Collected data entries.
>>>

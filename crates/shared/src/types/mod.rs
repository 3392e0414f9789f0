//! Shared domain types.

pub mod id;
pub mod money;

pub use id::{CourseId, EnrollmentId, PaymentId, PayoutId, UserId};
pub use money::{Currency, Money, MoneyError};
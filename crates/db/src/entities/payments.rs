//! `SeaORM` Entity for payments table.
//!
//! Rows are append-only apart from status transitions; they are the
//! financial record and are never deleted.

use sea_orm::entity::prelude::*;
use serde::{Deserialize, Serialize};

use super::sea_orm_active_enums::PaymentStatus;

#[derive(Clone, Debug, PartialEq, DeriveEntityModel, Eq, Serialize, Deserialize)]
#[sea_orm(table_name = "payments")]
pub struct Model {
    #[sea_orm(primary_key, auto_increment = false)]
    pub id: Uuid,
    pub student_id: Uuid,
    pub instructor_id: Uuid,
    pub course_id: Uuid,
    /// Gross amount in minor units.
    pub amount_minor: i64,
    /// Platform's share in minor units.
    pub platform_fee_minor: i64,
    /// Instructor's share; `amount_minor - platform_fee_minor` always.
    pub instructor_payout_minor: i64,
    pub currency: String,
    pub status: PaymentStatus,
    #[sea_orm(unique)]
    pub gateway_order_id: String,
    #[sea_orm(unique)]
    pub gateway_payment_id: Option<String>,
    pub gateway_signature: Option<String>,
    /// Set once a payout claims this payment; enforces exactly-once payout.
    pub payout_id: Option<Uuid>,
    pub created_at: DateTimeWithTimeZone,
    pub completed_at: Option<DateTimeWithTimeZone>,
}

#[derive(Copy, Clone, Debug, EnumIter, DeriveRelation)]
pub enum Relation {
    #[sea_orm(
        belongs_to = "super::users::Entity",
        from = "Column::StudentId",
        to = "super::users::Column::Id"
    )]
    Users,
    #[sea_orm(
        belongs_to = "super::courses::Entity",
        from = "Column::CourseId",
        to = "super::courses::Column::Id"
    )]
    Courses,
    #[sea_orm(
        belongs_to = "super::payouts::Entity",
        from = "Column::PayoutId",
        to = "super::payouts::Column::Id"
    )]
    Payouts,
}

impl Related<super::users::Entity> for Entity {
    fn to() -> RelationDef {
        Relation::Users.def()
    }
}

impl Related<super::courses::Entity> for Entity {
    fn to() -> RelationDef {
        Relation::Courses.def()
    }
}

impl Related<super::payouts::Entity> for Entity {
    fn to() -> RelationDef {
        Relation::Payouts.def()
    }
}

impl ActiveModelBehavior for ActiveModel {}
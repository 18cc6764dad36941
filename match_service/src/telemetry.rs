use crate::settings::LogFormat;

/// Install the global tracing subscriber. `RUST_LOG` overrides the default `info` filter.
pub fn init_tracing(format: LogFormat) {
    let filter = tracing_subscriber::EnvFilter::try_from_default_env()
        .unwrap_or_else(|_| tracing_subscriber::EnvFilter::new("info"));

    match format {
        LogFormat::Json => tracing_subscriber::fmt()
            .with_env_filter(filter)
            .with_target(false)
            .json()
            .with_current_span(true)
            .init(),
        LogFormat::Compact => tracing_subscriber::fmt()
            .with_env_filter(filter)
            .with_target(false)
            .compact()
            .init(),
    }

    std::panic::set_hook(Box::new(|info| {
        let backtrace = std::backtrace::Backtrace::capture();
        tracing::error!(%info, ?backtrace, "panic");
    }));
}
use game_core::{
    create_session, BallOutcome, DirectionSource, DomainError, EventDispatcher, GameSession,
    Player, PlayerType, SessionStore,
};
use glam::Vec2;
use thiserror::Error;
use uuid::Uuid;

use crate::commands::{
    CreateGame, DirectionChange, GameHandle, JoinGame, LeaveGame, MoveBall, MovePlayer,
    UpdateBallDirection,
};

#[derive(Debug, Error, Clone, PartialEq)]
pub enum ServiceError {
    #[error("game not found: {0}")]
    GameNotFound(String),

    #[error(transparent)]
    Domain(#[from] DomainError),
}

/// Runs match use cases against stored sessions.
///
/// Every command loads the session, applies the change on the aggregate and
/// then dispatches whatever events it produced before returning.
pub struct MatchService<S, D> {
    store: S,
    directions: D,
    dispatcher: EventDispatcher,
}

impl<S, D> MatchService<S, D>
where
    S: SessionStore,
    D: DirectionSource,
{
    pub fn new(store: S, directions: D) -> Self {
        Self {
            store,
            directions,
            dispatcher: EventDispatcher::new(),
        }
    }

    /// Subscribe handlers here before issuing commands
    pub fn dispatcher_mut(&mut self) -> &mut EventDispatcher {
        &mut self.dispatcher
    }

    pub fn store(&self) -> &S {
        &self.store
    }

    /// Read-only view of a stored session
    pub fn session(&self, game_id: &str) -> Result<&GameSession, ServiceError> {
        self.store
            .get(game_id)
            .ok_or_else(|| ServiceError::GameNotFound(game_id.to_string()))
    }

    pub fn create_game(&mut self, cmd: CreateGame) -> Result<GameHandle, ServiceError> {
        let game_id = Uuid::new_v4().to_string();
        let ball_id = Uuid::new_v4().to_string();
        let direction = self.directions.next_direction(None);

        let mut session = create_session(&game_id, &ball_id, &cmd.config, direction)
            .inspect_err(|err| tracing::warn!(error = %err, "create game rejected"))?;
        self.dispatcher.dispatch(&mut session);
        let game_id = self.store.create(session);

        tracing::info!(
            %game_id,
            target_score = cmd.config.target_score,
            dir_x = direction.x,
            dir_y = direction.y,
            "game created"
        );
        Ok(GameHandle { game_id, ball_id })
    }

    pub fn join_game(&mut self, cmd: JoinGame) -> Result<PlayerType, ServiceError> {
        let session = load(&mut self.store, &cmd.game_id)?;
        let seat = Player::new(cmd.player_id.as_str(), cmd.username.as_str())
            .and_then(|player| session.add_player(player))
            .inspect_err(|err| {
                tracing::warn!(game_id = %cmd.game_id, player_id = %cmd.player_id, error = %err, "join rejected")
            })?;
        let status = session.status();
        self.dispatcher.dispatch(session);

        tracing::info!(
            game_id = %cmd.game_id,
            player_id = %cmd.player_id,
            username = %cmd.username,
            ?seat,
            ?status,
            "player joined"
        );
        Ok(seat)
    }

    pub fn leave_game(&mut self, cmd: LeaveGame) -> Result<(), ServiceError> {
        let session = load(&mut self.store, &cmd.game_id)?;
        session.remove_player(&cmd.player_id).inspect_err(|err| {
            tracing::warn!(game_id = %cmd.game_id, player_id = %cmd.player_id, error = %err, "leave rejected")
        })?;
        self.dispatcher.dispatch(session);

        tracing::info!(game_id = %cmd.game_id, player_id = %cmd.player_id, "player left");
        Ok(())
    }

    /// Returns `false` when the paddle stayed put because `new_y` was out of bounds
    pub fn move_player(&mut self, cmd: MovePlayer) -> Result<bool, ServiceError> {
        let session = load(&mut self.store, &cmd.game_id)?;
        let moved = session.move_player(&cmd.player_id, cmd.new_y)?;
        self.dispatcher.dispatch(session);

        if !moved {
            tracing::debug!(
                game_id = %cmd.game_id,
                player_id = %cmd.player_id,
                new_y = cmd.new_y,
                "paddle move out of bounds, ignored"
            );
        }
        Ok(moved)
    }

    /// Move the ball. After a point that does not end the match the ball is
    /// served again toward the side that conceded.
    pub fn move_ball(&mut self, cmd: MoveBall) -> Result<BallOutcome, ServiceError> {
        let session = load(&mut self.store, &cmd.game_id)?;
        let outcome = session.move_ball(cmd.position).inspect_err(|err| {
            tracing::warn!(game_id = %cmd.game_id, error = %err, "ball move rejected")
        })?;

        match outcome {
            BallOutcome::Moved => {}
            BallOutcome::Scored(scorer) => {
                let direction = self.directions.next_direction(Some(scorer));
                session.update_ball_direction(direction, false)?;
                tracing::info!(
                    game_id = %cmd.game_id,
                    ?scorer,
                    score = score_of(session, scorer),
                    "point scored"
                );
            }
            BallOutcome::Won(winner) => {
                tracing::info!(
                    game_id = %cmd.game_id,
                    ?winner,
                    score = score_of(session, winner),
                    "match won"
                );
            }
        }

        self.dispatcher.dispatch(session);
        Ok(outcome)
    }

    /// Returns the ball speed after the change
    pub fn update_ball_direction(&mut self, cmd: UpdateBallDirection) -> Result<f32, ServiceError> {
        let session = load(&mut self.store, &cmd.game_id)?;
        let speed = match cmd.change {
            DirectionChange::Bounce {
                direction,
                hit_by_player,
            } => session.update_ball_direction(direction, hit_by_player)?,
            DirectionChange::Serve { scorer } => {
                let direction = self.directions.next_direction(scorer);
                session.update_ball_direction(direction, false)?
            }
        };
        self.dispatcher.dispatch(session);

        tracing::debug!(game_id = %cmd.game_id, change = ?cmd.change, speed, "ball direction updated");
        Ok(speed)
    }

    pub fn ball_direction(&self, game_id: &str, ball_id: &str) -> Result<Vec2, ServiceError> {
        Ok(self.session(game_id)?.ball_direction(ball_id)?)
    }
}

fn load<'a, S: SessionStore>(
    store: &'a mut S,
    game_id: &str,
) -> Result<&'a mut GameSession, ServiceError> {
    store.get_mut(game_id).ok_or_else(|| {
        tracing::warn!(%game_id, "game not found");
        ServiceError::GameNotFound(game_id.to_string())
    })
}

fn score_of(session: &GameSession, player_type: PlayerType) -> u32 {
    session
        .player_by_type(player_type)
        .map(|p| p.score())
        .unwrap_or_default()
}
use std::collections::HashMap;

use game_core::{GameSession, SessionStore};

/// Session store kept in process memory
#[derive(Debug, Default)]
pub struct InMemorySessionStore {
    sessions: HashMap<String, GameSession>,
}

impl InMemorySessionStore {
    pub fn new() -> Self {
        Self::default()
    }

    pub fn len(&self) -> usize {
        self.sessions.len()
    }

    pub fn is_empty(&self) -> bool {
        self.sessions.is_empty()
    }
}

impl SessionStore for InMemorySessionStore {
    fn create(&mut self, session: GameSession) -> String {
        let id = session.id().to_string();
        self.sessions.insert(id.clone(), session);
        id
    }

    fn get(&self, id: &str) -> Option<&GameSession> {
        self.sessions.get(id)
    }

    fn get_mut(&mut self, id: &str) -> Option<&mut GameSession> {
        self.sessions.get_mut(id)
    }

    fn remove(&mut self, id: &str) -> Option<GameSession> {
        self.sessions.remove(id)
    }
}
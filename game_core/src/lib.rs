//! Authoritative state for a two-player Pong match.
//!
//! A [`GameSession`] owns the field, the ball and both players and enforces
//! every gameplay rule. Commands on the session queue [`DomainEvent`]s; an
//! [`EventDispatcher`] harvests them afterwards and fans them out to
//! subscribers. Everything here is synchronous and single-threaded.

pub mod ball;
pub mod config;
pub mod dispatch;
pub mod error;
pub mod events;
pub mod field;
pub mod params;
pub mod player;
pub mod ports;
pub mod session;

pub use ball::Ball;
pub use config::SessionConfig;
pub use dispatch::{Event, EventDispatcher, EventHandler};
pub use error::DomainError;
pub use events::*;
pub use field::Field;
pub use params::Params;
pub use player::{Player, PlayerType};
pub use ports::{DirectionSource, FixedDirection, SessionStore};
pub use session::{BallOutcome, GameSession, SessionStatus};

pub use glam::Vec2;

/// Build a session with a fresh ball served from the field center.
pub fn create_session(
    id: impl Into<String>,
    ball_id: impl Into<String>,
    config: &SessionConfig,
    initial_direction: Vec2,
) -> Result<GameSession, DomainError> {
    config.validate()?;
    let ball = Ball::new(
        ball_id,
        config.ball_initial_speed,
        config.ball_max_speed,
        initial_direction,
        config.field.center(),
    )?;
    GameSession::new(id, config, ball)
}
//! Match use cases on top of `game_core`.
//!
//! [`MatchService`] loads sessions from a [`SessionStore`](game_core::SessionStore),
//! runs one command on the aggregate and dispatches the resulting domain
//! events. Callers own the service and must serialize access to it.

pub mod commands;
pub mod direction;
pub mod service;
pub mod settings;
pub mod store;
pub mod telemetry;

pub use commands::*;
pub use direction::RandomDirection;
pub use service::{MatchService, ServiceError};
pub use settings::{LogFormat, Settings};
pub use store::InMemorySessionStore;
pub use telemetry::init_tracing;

<<<

Task item. Your reply is to repeat, unchanged, the lines above running from the one with "impl Related<super::courses::Entity> for" up to and including the one with "change on the aggregate and".

Result for this task.
impl Related<super::courses::Entity> for Entity {
    fn to() -> RelationDef {
        Relation::Courses.def()
    }
}

impl Related<super::payouts::Entity> for Entity {
    fn to() -> RelationDef {
        Relation::Payouts.def()
    }
}

impl ActiveModelBehavior for ActiveModel {}
repository 18cc6764dad36941
filename match_service/src/telemetry.rs
use crate::settings::LogFormat;

/// Install the global tracing subscriber. `RUST_LOG` overrides the default `info` filter.
pub fn init_tracing(format: LogFormat) {
    let filter = tracing_subscriber::EnvFilter::try_from_default_env()
        .unwrap_or_else(|_| tracing_subscriber::EnvFilter::new("info"));

    match format {
        LogFormat::Json => tracing_subscriber::fmt()
            .with_env_filter(filter)
            .with_target(false)
            .json()
            .with_current_span(true)
            .init(),
        LogFormat::Compact => tracing_subscriber::fmt()
            .with_env_filter(filter)
            .with_target(false)
            .compact()
            .init(),
    }

    std::panic::set_hook(Box::new(|info| {
        let backtrace = std::backtrace::Backtrace::capture();
        tracing::error!(%info, ?backtrace, "panic");
    }));
}
use game_core::{
    create_session, BallOutcome, DirectionSource, DomainError, EventDispatcher, GameSession,
    Player, PlayerType, SessionStore,
};
use glam::Vec2;
use thiserror::Error;
use uuid::Uuid;

use crate::commands::{
    CreateGame, DirectionChange, GameHandle, JoinGame, LeaveGame, MoveBall, MovePlayer,
    UpdateBallDirection,
};

#[derive(Debug, Error, Clone, PartialEq)]
pub enum ServiceError {
    #[error("game not found: {0}")]
    GameNotFound(String),

    #[error(transparent)]
    Domain(#[from] DomainError),
}

/// Runs match use cases against stored sessions.
///
/// Every command loads the session, applies the change on the aggregate and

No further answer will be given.